Ansonsten gelten zwei Grundregeln der Kommunikation: 1. Wer es nicht gesehen hat sollte sich kein Urteil erlauben, 2. jedem, auch einem Freund des Regiseurs oder dem Dramaturgiehospitanten dürfte es gestattet sein seine Meinung kundt zu tun.
LG Markus
Im Übrigen scheinst auch Du ein bisschen vom Palmetshofer-Syndrom in diesem Forum erfasst zu sein (siehe die jüngsten Diskussionen): Gedanken sind hier stets verdächtig, egal ob sie von Stücken, Kritiken oder eben Zuschauereinträgen vorgebracht werden. Da muss dann mit Vehemenz die "och nö"-Keule geschwungen werden.

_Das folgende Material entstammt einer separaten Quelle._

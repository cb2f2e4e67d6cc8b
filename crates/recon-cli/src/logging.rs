//! Logging setup for the `column-recon` binary.
//!
//! Library crates only emit `tracing` events; this module installs the
//! subscriber that renders them.
//!
//! # Log Levels
//!
//! - `error`: units that failed (store writes, collaborator failures)
//! - `warn`: unmapped columns, orphan deactivations, missing definitions
//! - `info`: run progress, mapped columns, resolution gaps
//! - `debug`: per-unit decisions and resolved targets

use std::fs::OpenOptions;
use std::io;
use std::path::PathBuf;
use std::sync::Mutex;

use tracing::level_filters::LevelFilter;
use tracing_subscriber::fmt::{self, MakeWriter};
use tracing_subscriber::layer::SubscriberExt;
use tracing_subscriber::util::SubscriberInitExt;
use tracing_subscriber::{EnvFilter, Layer, Registry};

/// Crates whose events are shown at the configured level.
const RECON_CRATES: &[&str] = &["recon_cli", "recon_ingest", "recon_map", "recon_model"];

#[derive(Debug, Clone)]
pub struct LogConfig {
    pub level_filter: LevelFilter,
    /// Let `RUST_LOG` override `level_filter` when set.
    pub use_env_filter: bool,
    pub with_ansi: bool,
    pub format: LogFormat,
    /// Append logs to this file instead of stderr.
    pub log_file: Option<PathBuf>,
}

#[derive(Debug, Clone, Copy, Default, PartialEq, Eq)]
pub enum LogFormat {
    #[default]
    Pretty,
    Compact,
    /// JSON lines with timestamps.
    Json,
}

impl Default for LogConfig {
    fn default() -> Self {
        Self {
            level_filter: LevelFilter::WARN,
            use_env_filter: true,
            with_ansi: true,
            format: LogFormat::default(),
            log_file: None,
        }
    }
}

/// Install the global subscriber. Call once at startup.
///
/// # Errors
///
/// Returns an error if the log file cannot be opened.
pub fn init_logging(config: &LogConfig) -> io::Result<()> {
    let layer = match &config.log_file {
        Some(path) => {
            let file = OpenOptions::new().create(true).append(true).open(path)?;
            format_layer(config, Mutex::new(file))
        }
        None => format_layer(config, io::stderr),
    };
    tracing_subscriber::registry()
        .with(layer)
        .with(build_env_filter(config.level_filter, config.use_env_filter))
        .init();
    Ok(())
}

fn format_layer<W>(config: &LogConfig, writer: W) -> Box<dyn Layer<Registry> + Send + Sync>
where
    W: for<'writer> MakeWriter<'writer> + Send + Sync + 'static,
{
    let layer = fmt::layer().with_writer(writer).with_target(false);
    match config.format {
        LogFormat::Json => layer.json().boxed(),
        LogFormat::Compact => layer
            .compact()
            .with_ansi(config.with_ansi)
            .without_time()
            .boxed(),
        LogFormat::Pretty => layer.with_ansi(config.with_ansi).without_time().boxed(),
    }
}

/// Default directive string: our crates at `level`, everything else at warn.
pub fn default_directives(level_filter: LevelFilter) -> String {
    let level = level_filter.to_string().to_lowercase();
    let others = if level_filter < LevelFilter::WARN {
        level.clone()
    } else {
        "warn".to_string()
    };
    std::iter::once(others)
        .chain(RECON_CRATES.iter().map(|krate| format!("{krate}={level}")))
        .collect::<Vec<_>>()
        .join(",")
}

fn build_env_filter(level_filter: LevelFilter, use_env_filter: bool) -> EnvFilter {
    let defaults = || EnvFilter::new(default_directives(level_filter));
    if use_env_filter {
        EnvFilter::try_from_default_env().unwrap_or_else(|_| defaults())
    } else {
        defaults()
    }
}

Ich schreibe echt nicht, weil mir das jmd. aufgetragen hat. Zudem habe ich ja nicht nur positives od. nur "Dramaturgiegeschwätz" geäußert. Ich finde es nur entmutigend in einem Forum seine Meinung nicht sagen zu dürfen und so harsch angegangen zu werden. Du kennst mich nicht, weißt nicht wer ich bin oder was ich mache und unterstellst mir bzw. puppeteer, wir würden für den Regisseur od. im Auftrag eines anderen kommentieren. Das grenzt echt ein bisschen an Paranoia (Momentan scheint die aber in Deutschen Theatern weit verbreitet). Gerade die OFF-Theater-Inszenierungen zeigen, dass es auch anders geht: Gehres Inszenierung kam auch ohne einen riesigen Hospitantenstab aus, der Reclame machen musste. Sicher gibt es gute Freunde, die für die Sache werben. Aber zeugt das nicht viel mehr von Vertrauen, Zusammenhalt und Einigkeit innerhalb einer Szene, in der ansonsten nur Denunzianten rum zulaufen scheinen? Ich kann mir gut vorstellen, dass dieses Modell der Mund-zu-Mund-Propaganda Schule machen sollte. Ich finde es in keinster Weise verwehrflich, wenn jeder auf seiner Weise öffentlich schwärmt, so wie es Puppeteer getan hat, oder kritisiert, so wie ich es getan habe. Wenn einem dieses Privileg verboten wird, denke ich, sind wir auf dem gesellschaftlichen Stand, auf dem wir schon des Öffteren in der deutschen Geschichte waren: Misstrauen, Paranoia, Angst ... ihr habt das vielleicht sogar noch selber erlebt ... am wichtigsten ist aber: hört Euch das doch erst einmal an, was der andere sagt oder schreibt! Zuhören!!!! Das ist das A und O. Nicht gleich immer wettern. Tauscht mal Eure Nummern aus und trefft Euch im Cafee *Smile*
Markus
Soweit ich weiß kam es 2 mal in LE, und 2 mal in Berlin. Vielleicht ist nächstes Jahr in Frankfurt eine Wiederaufnahme geplant. Hoffen wir's!!! (Thorben Kessler geht dorthin). Muss dazu sagen: Deinen jugendl. Kindern hätten sicher auch die Spielerein am Rande gut gefallen (dieses fetzige Daumenkino od. die Besichtigung der Objekte nach der Vorstellung) So etwas erlebt man echt nicht alle Tage!